Before extracting nodes, gratools first identifies all walk intervals for each sample. The –merge-dist option merges walk intervals from the same sample and chromosome if they are closer than the specified distance. This is very useful for capturing a complete locus even if it is represented by multiple, non-contiguous W-lines in the GFA.
Default (`-d 0` or if the default behavior is 0): Only intervals that overlap or are exactly adjacent (book-ended) are merged. Walks separated by even a small distance will not be combined.
Custom Value (`-d N` where N > 0): You can set a specific distance in base pairs. A large value can be used to link distant fragments of the same chromosome, treating them as a single region of interest for extraction.
Concrete Example:
Let’s consider a GFA where many samples have fragmented or repetitive walks. We will run an extraction with a query region on genomeA, chromosome genomeA_chr1, from position 45 to 100.
Command 1: Merge Distance = 0 (`-d 0`)
With a merge distance of 0, gratools will only merge walks that touch.
$ gratools extract_subgraph -g all_test.gfa --sample-query genomeA --chrom-query genomeA_chr1 \
--start-query 45 --stop-query 100 --all-samples -d 0
The resulting GFA file contains:
`gfa
H VN:Z:1.1 RS:Z:genomeA
...
S 10 GTTAA
S 11 CCGGT
...
S 20 ACGTT
...
W genomeA 0 genomeA_chr1 45 100 >10>11>12>13>14>15>16>17>18>19>20
W genomeC 0 genomeC_chr1_1 45 100 >10>11>12>13>14>15>16>17>18>19>20
W genomeC 0 genomeC_chr1_2 0 55 >10>11>12>13>14>15>16>17>18>19>20
W genomeE 0 genomeE_chr1 125 180 >10>11>12>13>14>15>16>17>18>19>20
W genomeE 0 genomeE_chr1 45 100 >10>11>12>13>14>15>16>17>18>19>20
...
`
- Observation: For genomeE, two separate walk (W) lines are present in the output. This is because both of genomeE’s paths (45-100 and 125-180) contain nodes from the query region (>10>…>20), but the paths themselves are treated as separate events because they are not adjacent. The subgraph only contains nodes 10 through 20.

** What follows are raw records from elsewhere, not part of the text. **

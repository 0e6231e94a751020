//! Persisted record types.

use serde::{Deserialize, Serialize};

/// Identifier of an incident row.
pub type IncidentId = u64;

/// Category of an incident. Only service failures are recorded today.
#[derive(Debug, Clone, Copy, PartialEq, Eq, Serialize, Deserialize)]
#[serde(rename_all = "snake_case")]
pub enum IncidentType {
    ServiceFailure,
}

impl IncidentType {
    pub fn as_str(&self) -> &'static str {
        match self {
            IncidentType::ServiceFailure => "service_failure",
        }
    }
}

/// One continuous period during which a service was down.
#[derive(Debug, Clone, Serialize, Deserialize, PartialEq)]
pub struct Incident {
    pub id: IncidentId,
    pub service_name: String,
    pub incident_type: IncidentType,
    /// Unix timestamp (seconds) when the incident was opened.
    pub start_time: u64,
    /// Unix timestamp (seconds) when the incident was closed.
    pub end_time: Option<u64>,
    /// Recovery actions invoked while the incident was open.
    pub attempts: u32,
    /// Whether the service came back. `None` while open.
    pub outcome: Option<bool>,
    /// Probe diagnostic captured at open.
    pub details: String,
}

impl Incident {
    pub fn is_open(&self) -> bool {
        self.end_time.is_none()
    }
}

/// Result of a single probe, kept as history.
#[derive(Debug, Clone, Copy, PartialEq, Eq, Serialize, Deserialize)]
#[serde(rename_all = "UPPERCASE")]
pub enum CheckStatus {
    Up,
    Down,
}

/// One row of probe history.
#[derive(Debug, Clone, Serialize, Deserialize, PartialEq)]
pub struct CheckRecord {
    pub service_name: String,
    pub status: CheckStatus,
    pub response_time_ms: u64,
    /// Probe diagnostic when the check failed.
    pub error_message: Option<String>,
    /// Unix timestamp (seconds) of the check.
    pub timestamp: u64,
}
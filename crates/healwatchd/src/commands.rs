//! One-shot subcommands: `check-config`, `init`, `incidents`, `probe`.

use std::fmt::Write as _;
use std::path::Path;

use anyhow::{bail, Context};
use tracing::info;

use healwatch_core::{HealwatchConfig, ProbeDescriptor, ServiceSpec};
use healwatch_health::{ProbeExecutor, Prober};
use healwatch_state::{StateError, StateStore};

use crate::monitor::load_settings;

pub fn check_config(path: &Path) -> anyhow::Result<()> {
    let settings = load_settings(path)?;
    println!(
        "{} OK: {} service(s), interval {:?}, verify_recovery {}, store {}",
        path.display(),
        settings.services.len(),
        settings.interval,
        settings.verify_recovery,
        settings.store_path.display(),
    );
    print!("{}", service_table(&settings.services));
    Ok(())
}

/// Render the service table printed by `check-config`.
pub fn service_table(services: &[ServiceSpec]) -> String {
    let mut out = format!(
        "{:<20} {:<8} {:<10} {:<10} {}\n",
        "SERVICE", "PROBE", "TIMEOUT", "RECOVERY", "TARGET"
    );
    for spec in services {
        let kind = match spec.probe {
            ProbeDescriptor::Command(_) => "command",
            ProbeDescriptor::Http(_) => "http",
        };
        let recovery = if spec.has_recovery() {
            format!("{:?}", spec.recovery_timeout)
        } else {
            "-".to_string()
        };
        let _ = writeln!(
            out,
            "{:<20} {:<8} {:<10} {:<10} {}",
            spec.name,
            kind,
            format!("{:?}", spec.probe_timeout),
            recovery,
            spec.probe.target()
        );
    }
    out
}

pub fn init(path: &Path, force: bool) -> anyhow::Result<()> {
    if path.exists() && !force {
        bail!("{} already exists (use --force to overwrite)", path.display());
    }
    let body = HealwatchConfig::scaffold()
        .to_toml_string()
        .context("serializing starter config")?;
    std::fs::write(path, body).with_context(|| format!("writing {}", path.display()))?;
    info!(path = %path.display(), "starter config written");
    Ok(())
}

pub fn incidents(path: &Path, service: Option<&str>, open_only: bool) -> anyhow::Result<()> {
    let settings = load_settings(path)?;
    let store = match StateStore::open(&settings.store_path) {
        Ok(store) => store,
        Err(StateError::Locked(db)) => bail!(
            "{} is in use by a running healwatchd; stop the daemon or point --config at a copy of the store",
            db.display()
        ),
        Err(e) => {
            return Err(e)
                .with_context(|| format!("opening store at {}", settings.store_path.display()));
        }
    };
    for line in incident_lines(&store, service, open_only)? {
        println!("{line}");
    }
    Ok(())
}

/// One JSON document per incident, oldest first.
pub fn incident_lines(
    store: &StateStore,
    service: Option<&str>,
    open_only: bool,
) -> anyhow::Result<Vec<String>> {
    let mut incidents = store.list_incidents(service)?;
    if open_only {
        incidents.retain(|i| i.is_open());
    }
    incidents
        .iter()
        .map(|i| serde_json::to_string(i).context("serializing incident"))
        .collect()
}

pub async fn probe(path: &Path, name: &str) -> anyhow::Result<()> {
    let settings = load_settings(path)?;
    let Some(spec) = settings.services.iter().find(|s| s.name == name) else {
        bail!("no service named {name:?} in {}", path.display());
    };

    let outcome = ProbeExecutor.probe(spec).await;
    println!(
        "{}: {} in {} ms ({})",
        spec.name,
        if outcome.healthy { "UP" } else { "DOWN" },
        outcome.latency.as_millis(),
        outcome.detail
    );
    if !outcome.healthy {
        bail!("{} is unhealthy", spec.name);
    }
    Ok(())
}
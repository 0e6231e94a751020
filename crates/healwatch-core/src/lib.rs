pub mod config;
pub mod duration;
pub mod error;
pub mod service;

pub use config::{HealwatchConfig, MonitorSettings};
pub use duration::parse_duration;
pub use error::ConfigError;
pub use service::*;
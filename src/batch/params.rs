//! Materialize concrete parameter values for every sample of a batch.
//!
//! Given sample directories and the parameter schema of a template
//! document, produce one complete `SampleRow` per directory: identity
//! tokens from the naming grammar, lane-matched FASTQ inputs, fixed
//! reference files per genome build, and destination paths for every
//! declared output. The tabular format is total over its declared
//! columns: a lane with no FASTQ gets a placeholder file, never a blank
//! cell.

use anyhow::{Context, Result};
use log::warn;
use std::fs;
use std::path::{Path, PathBuf};

use super::{ParamKind, ParameterDefinition, ParameterValue, SampleRow};
use crate::error::BatchError;
use crate::naming::{RawFastqFile, SampleIdentity};
use crate::outputs::OutputSpec;
use crate::references;
use crate::utils;

/// First path segment shared between the local mount and the transfer
/// endpoint's share root.
pub const ENDPOINT_ANCHOR: &str = "genomics";
/// Prefix the endpoint expects in place of the local mount point.
pub const ENDPOINT_PREFIX: &str = "/~/";

/// Fills in the tabular section of a batch for one run of samples.
#[derive(Clone, PartialEq, Eq, Debug)]
pub struct BatchParameterizer {
    /// Logical transfer-target token handed to the runner's data-movement
    /// steps, e.g. `benaroya#gridftp`.
    pub endpoint: String,
    /// Genome build keying the reference-file table.
    pub build: String,
    /// Processed-project directory receiving all declared outputs.
    pub target_dir: PathBuf,
}

impl BatchParameterizer {
    /// Produce one row per sample directory, in the caller's order.
    /// Callers that want, say, largest-samples-first submit order sort
    /// `sample_dirs` before calling.
    pub fn parameterize(
        &self,
        sample_dirs: &[PathBuf],
        parameters: &[ParameterDefinition],
    ) -> Result<Vec<SampleRow>> {
        sample_dirs
            .iter()
            .map(|dir| self.sample_row(dir, parameters))
            .collect()
    }

    fn sample_row(&self, dir: &Path, parameters: &[ParameterDefinition]) -> Result<SampleRow> {
        let identity = SampleIdentity::from_sample_dir(dir).ok_or_else(|| {
            BatchError::format(format!("no library/flowcell identity in path {dir:?}"))
        })?;

        let values = parameters
            .iter()
            .map(|def| {
                let value = self
                    .value_for(def, dir, &identity)
                    .with_context(|| format!("parameter '{}' for {}", def.name, identity.sample_token))?;
                Ok(ParameterValue {
                    definition: def.clone(),
                    value,
                })
            })
            .collect::<Result<Vec<_>>>()?;

        Ok(SampleRow { values })
    }

    fn value_for(
        &self,
        def: &ParameterDefinition,
        dir: &Path,
        identity: &SampleIdentity,
    ) -> Result<String> {
        // Endpoint tokens are literal, never paths, whichever side of the
        // transfer they parameterize.
        if def.name.contains("endpoint") {
            return Ok(self.endpoint.clone());
        }

        match def.kind {
            ParamKind::Sample => Ok(identity.sample_token.clone()),
            ParamKind::Input => self.input_value(def, dir),
            ParamKind::Annotation => {
                let kind = references::kind_for_param(&def.name)?;
                let path = references::reference_path(&self.build, kind)?;
                Ok(self.endpoint_path(Path::new(path)))
            }
            ParamKind::Output => {
                let spec = OutputSpec::from_tag(&def.tag)?;
                let dest = spec.destination(&self.target_dir, &identity.sample_token);
                Ok(self.endpoint_path(&dest))
            }
        }
    }

    fn input_value(&self, def: &ParameterDefinition, dir: &Path) -> Result<String> {
        let Some(lane) = def.lane() else {
            // a lane-less input takes the sample directory itself
            return Ok(self.endpoint_path(dir));
        };

        let path = match find_lane_fastq(dir, lane)? {
            Some(path) => path,
            None => {
                let (path, created) = utils::write_empty_fastq(dir, lane)?;
                if created {
                    warn!("no FASTQ for lane {lane} in {dir:?}; created placeholder {path:?}");
                }
                path
            }
        };
        Ok(self.endpoint_path(&path))
    }

    fn endpoint_path(&self, path: &Path) -> String {
        utils::endpoint_path(path, ENDPOINT_ANCHOR, ENDPOINT_PREFIX)
    }
}

/// First FASTQ in `dir` (sorted by name) whose filename carries the
/// requested lane token.
fn find_lane_fastq(dir: &Path, lane: usize) -> Result<Option<PathBuf>> {
    let mut matches = Vec::new();
    for entry in fs::read_dir(dir).with_context(|| format!("couldn't list {dir:?}"))? {
        let path = entry?.path();
        if let Some(parsed) = RawFastqFile::parse(&path) {
            if parsed.lane == lane {
                matches.push(path);
            }
        }
    }
    matches.sort();
    Ok(matches.into_iter().next())
}

#[cfg(test)]
mod tests {
    use super::*;
    use crate::batch::ParamKind;
    use pretty_assertions::assert_eq;

    fn cell(def: &str) -> ParameterDefinition {
        ParameterDefinition::from_header_cell(def, 0)
    }

    /// Lay out `<tmp>/genomics/Illumina/<run>/Unaligned/<project>/<lib>`
    /// with FASTQs for lanes 1 and 2 only.
    fn sample_dir(tmp: &Path) -> PathBuf {
        let dir = tmp
            .join("genomics/Illumina/150615_D00565_0087_AC6VG0ANXX")
            .join("Unaligned/P14-12-23221204/lib7294-8010");
        fs::create_dir_all(&dir).unwrap();
        for lane in [1, 2] {
            fs::write(
                dir.join(format!("lib7294-8010_S1_L00{lane}_R1_001.fastq.gz")),
                b"",
            )
            .unwrap();
        }
        dir
    }

    fn parameterizer(tmp: &Path) -> BatchParameterizer {
        BatchParameterizer {
            endpoint: "benaroya#gridftp".to_string(),
            build: "GRCh38".to_string(),
            target_dir: tmp
                .join("genomics/Illumina/150615_D00565_0087_AC6VG0ANXX")
                .join("Project_P14-12Processed_160412"),
        }
    }

    #[test]
    fn rows_are_complete_and_ordered() -> Result<()> {
        let tmp = tempfile::tempdir()?;
        let dir = sample_dir(tmp.path());
        let p = parameterizer(tmp.path());

        let parameters = vec![
            cell("SampleName"),
            cell("fastq_in##Param::2942::globus_get_data_flowcell_text::from_endpoint"),
            cell("fastq_in##Param::2942::globus_get_data_flowcell_text::from_path1"),
            cell("annotation_gtf##SourceType::library::annotation_gtf"),
            cell("tophat_stats_metrics_txt_out##Param::2946::globus_send_data::to_path"),
        ];
        let rows = p.parameterize(&[dir], &parameters)?;
        assert_eq!(rows.len(), 1);
        let row = &rows[0];
        assert_eq!(row.values.len(), parameters.len());

        assert_eq!(row.sample_token(), Some("lib7294_C6VG0ANXX"));
        assert_eq!(row.value_of("from_endpoint"), Some("benaroya#gridftp"));
        assert_eq!(
            row.value_of("from_path1"),
            Some(
                "/~/genomics/Illumina/150615_D00565_0087_AC6VG0ANXX/Unaligned/P14-12-23221204/lib7294-8010/lib7294-8010_S1_L001_R1_001.fastq.gz"
            )
        );
        assert_eq!(
            row.value_of("annotation_gtf"),
            Some("/~/genomics/reference/GRCh38/Annotation/Homo_sapiens.GRCh38.77.gtf")
        );
        assert_eq!(
            row.value_of("to_path"),
            Some(
                "/~/genomics/Illumina/150615_D00565_0087_AC6VG0ANXX/Project_P14-12Processed_160412/metrics/lib7294_C6VG0ANXX_tophat_stats_metrics.txt"
            )
        );
        Ok(())
    }

    #[test]
    fn missing_lane_gets_placeholder_once() -> Result<()> {
        let tmp = tempfile::tempdir()?;
        let dir = sample_dir(tmp.path());
        let p = parameterizer(tmp.path());

        let parameters = vec![
            cell("SampleName"),
            cell("fastq_in##Param::2942::globus_get_data_flowcell_text::from_path3"),
        ];

        let rows = p.parameterize(std::slice::from_ref(&dir), &parameters)?;
        assert_eq!(
            rows[0].value_of("from_path3").unwrap(),
            "/~/genomics/Illumina/150615_D00565_0087_AC6VG0ANXX/Unaligned/P14-12-23221204/lib7294-8010/empty_L003.fastq.gz"
        );
        assert!(dir.join("empty_L003.fastq.gz").exists());

        // a second run reuses the placeholder rather than recreating it
        p.parameterize(std::slice::from_ref(&dir), &parameters)?;
        let placeholders: Vec<_> = fs::read_dir(&dir)?
            .filter_map(|e| e.ok())
            .filter(|e| e.file_name().to_string_lossy().starts_with("empty_"))
            .collect();
        assert_eq!(placeholders.len(), 1);
        Ok(())
    }

    #[test]
    fn unknown_build_fails_the_batch() -> Result<()> {
        let tmp = tempfile::tempdir()?;
        let dir = sample_dir(tmp.path());
        let mut p = parameterizer(tmp.path());
        p.build = "GRCz11".to_string();

        let parameters = vec![cell("annotation_gtf##SourceType::library::annotation_gtf")];
        let err = p
            .parameterize(&[dir], &parameters)
            .expect_err("unknown build must fail");
        assert!(matches!(
            err.downcast_ref::<BatchError>(),
            Some(BatchError::Lookup { .. })
        ));
        Ok(())
    }

    #[test]
    fn directory_order_is_preserved() -> Result<()> {
        let tmp = tempfile::tempdir()?;
        let run = tmp.path().join("genomics/Illumina/150615_D00565_0087_AC6VG0ANXX/Unaligned");
        let dirs: Vec<PathBuf> = ["lib9000-1", "lib100-2"]
            .iter()
            .map(|name| {
                let d = run.join("P14-12-23221204").join(name);
                fs::create_dir_all(&d).unwrap();
                d
            })
            .collect();
        let p = parameterizer(tmp.path());

        let rows = p.parameterize(&dirs, &[cell("SampleName")])?;
        let tokens: Vec<_> = rows.iter().filter_map(|r| r.sample_token()).collect();
        assert_eq!(tokens, vec!["lib9000_C6VG0ANXX", "lib100_C6VG0ANXX"]);
        Ok(())
    }

    #[test]
    fn lane_definitions_classify_as_input() {
        let def = cell("fastq_in##Param::2942::globus_get_data_flowcell_text::from_path8");
        assert_eq!(def.kind, ParamKind::Input);
        assert_eq!(def.lane(), Some(8));
    }
}
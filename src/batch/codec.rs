//! Parse and write the tab-delimited batch submission format.
//!
//! The format is a contract with the external workflow runner and is not
//! self-describing beyond its layout: three anchor lines are located by
//! content match (the workflow-name metadata line, the project-name
//! placeholder line, the parameter header containing the `SampleName`
//! marker), and everything after the header is positional sample rows.
//! Writing re-emits the template preamble verbatim, substituting only the
//! project-name placeholder line.

use anyhow::Context;
use log::warn;
use std::fs;
use std::path::Path;

use super::{ParameterDefinition, ParameterValue, SampleRow, WorkflowBatchDocument};
use crate::error::BatchError;

const SAMPLE_NAME_MARKER: &str = "SampleName";
const WORKFLOW_NAME_MARKER: &str = "Workflow Name";
const PROJECT_NAME_MARKER: &str = "Project Name";

const DELIMITER: char = '\t';

fn first_field(line: &str) -> &str {
    line.split(DELIMITER).next().unwrap_or(line)
}

fn last_field(line: &str) -> &str {
    line.split(DELIMITER).last().unwrap_or(line)
}

/// Parse a batch submission document from text.
///
/// A missing `SampleName` or `Workflow Name` anchor is a fatal format
/// error. A sample row whose value count disagrees with the header is
/// fatal for that row only: it is reported and skipped, the remaining
/// rows proceed.
pub fn parse_document(text: &str) -> Result<WorkflowBatchDocument, BatchError> {
    let terminator = if text.contains("\r\n") { "\r\n" } else { "\n" };
    let lines: Vec<&str> = text
        .split('\n')
        .map(|l| l.strip_suffix('\r').unwrap_or(l))
        .collect();

    let header_idx = lines
        .iter()
        .position(|l| l.contains(SAMPLE_NAME_MARKER))
        .ok_or_else(|| {
            BatchError::format(format!("no parameter header ('{SAMPLE_NAME_MARKER}') line"))
        })?;

    let workflow_name = lines[..header_idx]
        .iter()
        .find(|l| first_field(l) == WORKFLOW_NAME_MARKER)
        .map(|l| last_field(l).to_string())
        .ok_or_else(|| {
            BatchError::format(format!("no '{WORKFLOW_NAME_MARKER}' metadata line"))
        })?;

    // The placeholder line is only needed for writing; a template without
    // one simply has no batch name to substitute.
    let batch_name = lines[..header_idx]
        .iter()
        .find(|l| first_field(l) == PROJECT_NAME_MARKER)
        .map(|l| last_field(l).to_string())
        .unwrap_or_default();

    let parameters: Vec<ParameterDefinition> = lines[header_idx]
        .split(DELIMITER)
        .enumerate()
        .map(|(position, cell)| ParameterDefinition::from_header_cell(cell, position))
        .collect();

    let mut samples = Vec::new();
    for (offset, line) in lines[header_idx + 1..].iter().enumerate() {
        if line.is_empty() {
            continue;
        }
        let values: Vec<&str> = line.split(DELIMITER).collect();
        if values.len() != parameters.len() {
            warn!(
                "sample row {}: expected {} values, found {}; row skipped",
                header_idx + 2 + offset,
                parameters.len(),
                values.len()
            );
            continue;
        }
        samples.push(SampleRow {
            values: parameters
                .iter()
                .zip(values)
                .map(|(definition, value)| ParameterValue {
                    definition: definition.clone(),
                    value: value.to_string(),
                })
                .collect(),
        });
    }

    Ok(WorkflowBatchDocument {
        workflow_name,
        batch_name,
        parameters,
        samples,
        preamble: lines[..=header_idx].iter().map(|l| l.to_string()).collect(),
        terminator: terminator.to_string(),
    })
}

/// Read and parse a batch submission file.
pub fn read_document(path: impl AsRef<Path>) -> anyhow::Result<WorkflowBatchDocument> {
    let path = path.as_ref();
    let text =
        fs::read_to_string(path).with_context(|| format!("couldn't read batch file {path:?}"))?;
    Ok(parse_document(&text)?)
}

/// Render a document back to the submission format. Preamble lines are
/// emitted verbatim except the project-name placeholder, which receives
/// the document's batch name; sample lines follow in parameter order.
pub fn to_text(doc: &WorkflowBatchDocument) -> String {
    let mut out = String::new();
    for line in &doc.preamble {
        if first_field(line) == PROJECT_NAME_MARKER {
            out.push_str(PROJECT_NAME_MARKER);
            out.push(DELIMITER);
            out.push_str(&doc.batch_name);
        } else {
            out.push_str(line);
        }
        out.push_str(&doc.terminator);
    }
    for row in &doc.samples {
        let line: Vec<&str> = row.values.iter().map(|v| v.value.as_str()).collect();
        out.push_str(&line.join("\t"));
        out.push_str(&doc.terminator);
    }
    out
}

/// Write a document to `path` in the submission format.
pub fn write_document(doc: &WorkflowBatchDocument, path: impl AsRef<Path>) -> anyhow::Result<()> {
    let path = path.as_ref();
    fs::write(path, to_text(doc)).with_context(|| format!("couldn't write batch file {path:?}"))
}
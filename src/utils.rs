// Copyright (c) 2018 10x Genomics, Inc. All rights reserved.

//! Utility methods.

use std::fs::File;
use std::io::Write;
use std::path::{Component, Path, PathBuf};

use anyhow::{Context, Result};
use flate2::write::GzEncoder;
use flate2::Compression;

/// Rewrite `path` so that everything before the first component named
/// `anchor` is replaced by `prefix`. Paths handed to the remote transfer
/// endpoint must be relative to its share root, not the local mount point:
/// `/mnt/genomics/Illumina/run1` with anchor `genomics` and prefix `/~/`
/// becomes `/~/genomics/Illumina/run1`. A path without the anchor segment
/// is returned unchanged.
pub fn endpoint_path(path: &Path, anchor: &str, prefix: &str) -> String {
    let components: Vec<&str> = path
        .components()
        .filter_map(|c| match c {
            Component::Normal(s) => s.to_str(),
            _ => None,
        })
        .collect();

    match components.iter().position(|&c| c == anchor) {
        Some(idx) => format!("{}{}", prefix, components[idx..].join("/")),
        None => path.to_string_lossy().into_owned(),
    }
}

/// Write a valid, empty gzip stream to `path` unless the file already
/// exists. Returns whether a file was created. Placeholder FASTQs stand in
/// for lanes with no data, and downstream tools open them with ordinary
/// gzip readers, so an empty member is written rather than a zero-byte
/// file.
pub fn write_empty_gz(path: &Path) -> Result<bool> {
    if path.exists() {
        return Ok(false);
    }
    let f = File::create(path).with_context(|| format!("couldn't create {path:?}"))?;
    let mut gz = GzEncoder::new(f, Compression::default());
    gz.write_all(b"")?;
    gz.finish()?;
    Ok(true)
}

/// The conventional name for a placeholder FASTQ standing in for `lane`.
pub fn empty_fastq_name(lane: usize) -> String {
    format!("empty_L00{lane}.fastq.gz")
}

/// Create the placeholder FASTQ for `lane` in `dir` if it is not already
/// present. Returns the placeholder path and whether it was created by
/// this call.
pub fn write_empty_fastq(dir: &Path, lane: usize) -> Result<(PathBuf, bool)> {
    let path = dir.join(empty_fastq_name(lane));
    let created = write_empty_gz(&path)?;
    Ok((path, created))
}
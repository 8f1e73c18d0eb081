//! Compile per-type combined tables into one project summary table.
//!
//! Each input file is read back as literal rows and the files are
//! horizontally concatenated: the sample-identity column is kept only
//! from the first file, every other file contributes its remaining
//! columns. Every file must carry the same row population in the same
//! sorted order; a mismatch fails loudly rather than producing a
//! misaligned table.

use anyhow::Result;
use std::path::{Path, PathBuf};

use super::stitch::CombinedTable;
use crate::error::BatchError;

/// Horizontally merge already-combined table files, in the given order.
pub fn compile_tables(files: &[PathBuf]) -> Result<CombinedTable> {
    let mut header: Vec<String> = Vec::new();
    let mut rows: Vec<Vec<String>> = Vec::new();

    for (i, file) in files.iter().enumerate() {
        let mut table = CombinedTable::read_csv(file)?;
        // deterministic ordering; the identity column leads each row, so
        // a whole-row sort orders by sample token
        table.rows.sort();

        if i == 0 {
            header = table.header;
            rows = table.rows;
            continue;
        }

        if table.rows.len() != rows.len() {
            return Err(BatchError::format(format!(
                "{file:?} has {} rows where the first table has {}",
                table.rows.len(),
                rows.len()
            ))
            .into());
        }
        for (row, other) in rows.iter_mut().zip(table.rows) {
            let id = row.first().cloned().unwrap_or_default();
            let other_id = other.first().cloned().unwrap_or_default();
            if id != other_id {
                return Err(BatchError::format(format!(
                    "{file:?} row identity '{other_id}' does not match '{id}'"
                ))
                .into());
            }
            row.extend(other.into_iter().skip(1));
        }
        header.extend(table.header.into_iter().skip(1));
    }

    Ok(CombinedTable { header, rows })
}

/// Compile and write the project summary table to `out`.
pub fn write_summary(files: &[PathBuf], out: &Path) -> Result<()> {
    compile_tables(files)?.write_csv(out)
}
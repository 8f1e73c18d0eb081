// Copyright (c) 2018 10x Genomics, Inc. All rights reserved.

//! The workflow batch submission document model.
//!
//! A batch document is a tab-delimited text file understood by the
//! external workflow runner: a fixed metadata preamble, one header line
//! declaring the parameters, and one line per sample. Column order is the
//! only reliable source of meaning in the tabular section, so parameter
//! definitions carry their column position explicitly and sample values
//! are matched to definitions purely positionally.

pub mod codec;
pub mod params;

use serde_derive::{Deserialize, Serialize};

/// How a parameter's value is produced when a batch is filled in.
#[derive(Deserialize, Serialize, Clone, Copy, PartialEq, Eq, Hash, Debug)]
pub enum ParamKind {
    /// A path or endpoint token the runner reads from.
    Input,
    /// A destination path the runner writes to.
    Output,
    /// A fixed reference file, resolved per genome build.
    Annotation,
    /// The sample's own identity column.
    Sample,
}

/// One column of the tabular section. `position` is the zero-based column
/// index and is load-bearing: values are matched to definitions by
/// position alone, the header text is only a classification hint.
#[derive(Deserialize, Serialize, Clone, PartialEq, Eq, Debug)]
pub struct ParameterDefinition {
    pub tag: String,
    pub kind: ParamKind,
    pub name: String,
    pub position: usize,
}

impl ParameterDefinition {
    /// Classify one header cell. Cells encode `tag##Qual::...::Name`;
    /// the kind is inferred from the tag alone: `annotation` anywhere in
    /// the tag, an `_in` suffix, or an `_out` suffix. Anything else is a
    /// sample column (the `SampleName` marker cell among them).
    pub fn from_header_cell(cell: &str, position: usize) -> ParameterDefinition {
        let (tag, qualifiers) = match cell.split_once("##") {
            Some((tag, rest)) => (tag, rest),
            None => (cell, ""),
        };
        let name = qualifiers.rsplit("::").next().filter(|s| !s.is_empty()).unwrap_or(tag);

        let kind = if tag.contains("annotation") {
            ParamKind::Annotation
        } else if tag.ends_with("_in") {
            ParamKind::Input
        } else if tag.ends_with("_out") {
            ParamKind::Output
        } else {
            ParamKind::Sample
        };

        ParameterDefinition {
            tag: tag.to_string(),
            kind,
            name: name.to_string(),
            position,
        }
    }

    /// The lane an input parameter is bound to, encoded as a trailing
    /// digit in the parameter name (`from_path4` is lane 4).
    pub fn lane(&self) -> Option<usize> {
        self.name
            .chars()
            .last()
            .and_then(|c| c.to_digit(10))
            .map(|d| d as usize)
    }
}

/// One parameter's concrete value for one sample.
#[derive(Deserialize, Serialize, Clone, PartialEq, Eq, Debug)]
pub struct ParameterValue {
    pub definition: ParameterDefinition,
    pub value: String,
}

/// The ordered values of one sample, one per defined parameter.
#[derive(Deserialize, Serialize, Clone, PartialEq, Eq, Debug, Default)]
pub struct SampleRow {
    pub values: Vec<ParameterValue>,
}

impl SampleRow {
    /// Value of the first parameter with the given name, if any. Lookup
    /// by name is a convenience for callers; serialization always goes
    /// through `position` order.
    pub fn value_of(&self, name: &str) -> Option<&str> {
        self.values
            .iter()
            .find(|v| v.definition.name == name)
            .map(|v| v.value.as_str())
    }

    /// The sample-identity value (first `Sample`-kind column).
    pub fn sample_token(&self) -> Option<&str> {
        self.values
            .iter()
            .find(|v| v.definition.kind == ParamKind::Sample)
            .map(|v| v.value.as_str())
    }
}

/// A parsed batch submission document. The raw preamble lines (up to and
/// including the parameter header) and the detected line terminator are
/// retained so a write reproduces the template byte-for-byte, except for
/// the designated batch-name placeholder line.
#[derive(Deserialize, Serialize, Clone, PartialEq, Eq, Debug)]
pub struct WorkflowBatchDocument {
    pub workflow_name: String,
    pub batch_name: String,
    pub parameters: Vec<ParameterDefinition>,
    pub samples: Vec<SampleRow>,
    pub preamble: Vec<String>,
    pub terminator: String,
}

#[cfg(test)]
mod tests {
    use super::*;
    use pretty_assertions::assert_eq;

    #[test]
    fn header_cell_kinds() {
        let cases = [
            ("SampleName", ParamKind::Sample, "SampleName"),
            (
                "fastq_in##Param::2942::globus_get_data_flowcell_text::from_path1",
                ParamKind::Input,
                "from_path1",
            ),
            (
                "annotation_gtf##SourceType::library::annotation_gtf",
                ParamKind::Annotation,
                "annotation_gtf",
            ),
            (
                "tophat_stats_metrics_txt_out##Param::2946::globus_send_data::to_path",
                ParamKind::Output,
                "to_path",
            ),
        ];
        for (cell, kind, name) in cases {
            let def = ParameterDefinition::from_header_cell(cell, 7);
            assert_eq!(def.kind, kind, "cell {cell}");
            assert_eq!(def.name, name);
            assert_eq!(def.position, 7);
        }
    }

    #[test]
    fn lane_from_name() {
        let def = ParameterDefinition::from_header_cell(
            "fastq_in##Param::2942::globus_get_data_flowcell_text::from_path4",
            1,
        );
        assert_eq!(def.lane(), Some(4));

        let def = ParameterDefinition::from_header_cell(
            "fastq_in##Param::2942::globus_get_data_flowcell_text::from_endpoint",
            1,
        );
        assert_eq!(def.lane(), None);
    }
}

Command 2: Merge Distance = 100 (`-d 100`)
With a merge distance of 100, gratools will treat walks from the same sample/chromosome that are within 100 bp of each other as a single large region.
$ gratools extract_subgraph -g all_test.gfa --sample-query genomeA --chrom-query genomeA_chr1 \
--start-query 45 --stop-query 100 --all-samples -d 100
The resulting GFA file now contains more nodes:
`gfa
H VN:Z:1.1 RS:Z:genomeA
...
S 10 GTTAA
...
S 20 ACGTT
S 21 TGCAT
...
S 25 AACAA
S 6 CCCCC
S 7 GGGGG
S 8 TTTTT
S 9 AACCG
...
W genomeA 0 genomeA_chr1 45 100 >10>11>12>13>14>15>16>17>18>19>20
W genomeE 0 genomeE_chr1 45 180 >10>11>12>13>14>15>16>17>18>19>20>21>22>23>24>25>10>11>12>13>14>15>16>17>18>19>20
...
`
- Observation: For genomeE, the two paths (45-100 and 125-180) are now merged into a single large path (45-180) because the 25 bp gap between them is less than the merge-dist of 100.
- Result: The subgraph is much larger. It now includes all nodes from the merged genomeE path, including nodes 21 through 25, which were not present in the first case. Similarly, the paths for genomeF were merged, bringing nodes 6, 7, 8, and 9 into the subgraph.
Conclusion: Using a –merge-dist > 0 is essential for reconstructing complete loci when assemblies are fragmented, ensuring that all parts of a region of interest are included in the extracted subgraph.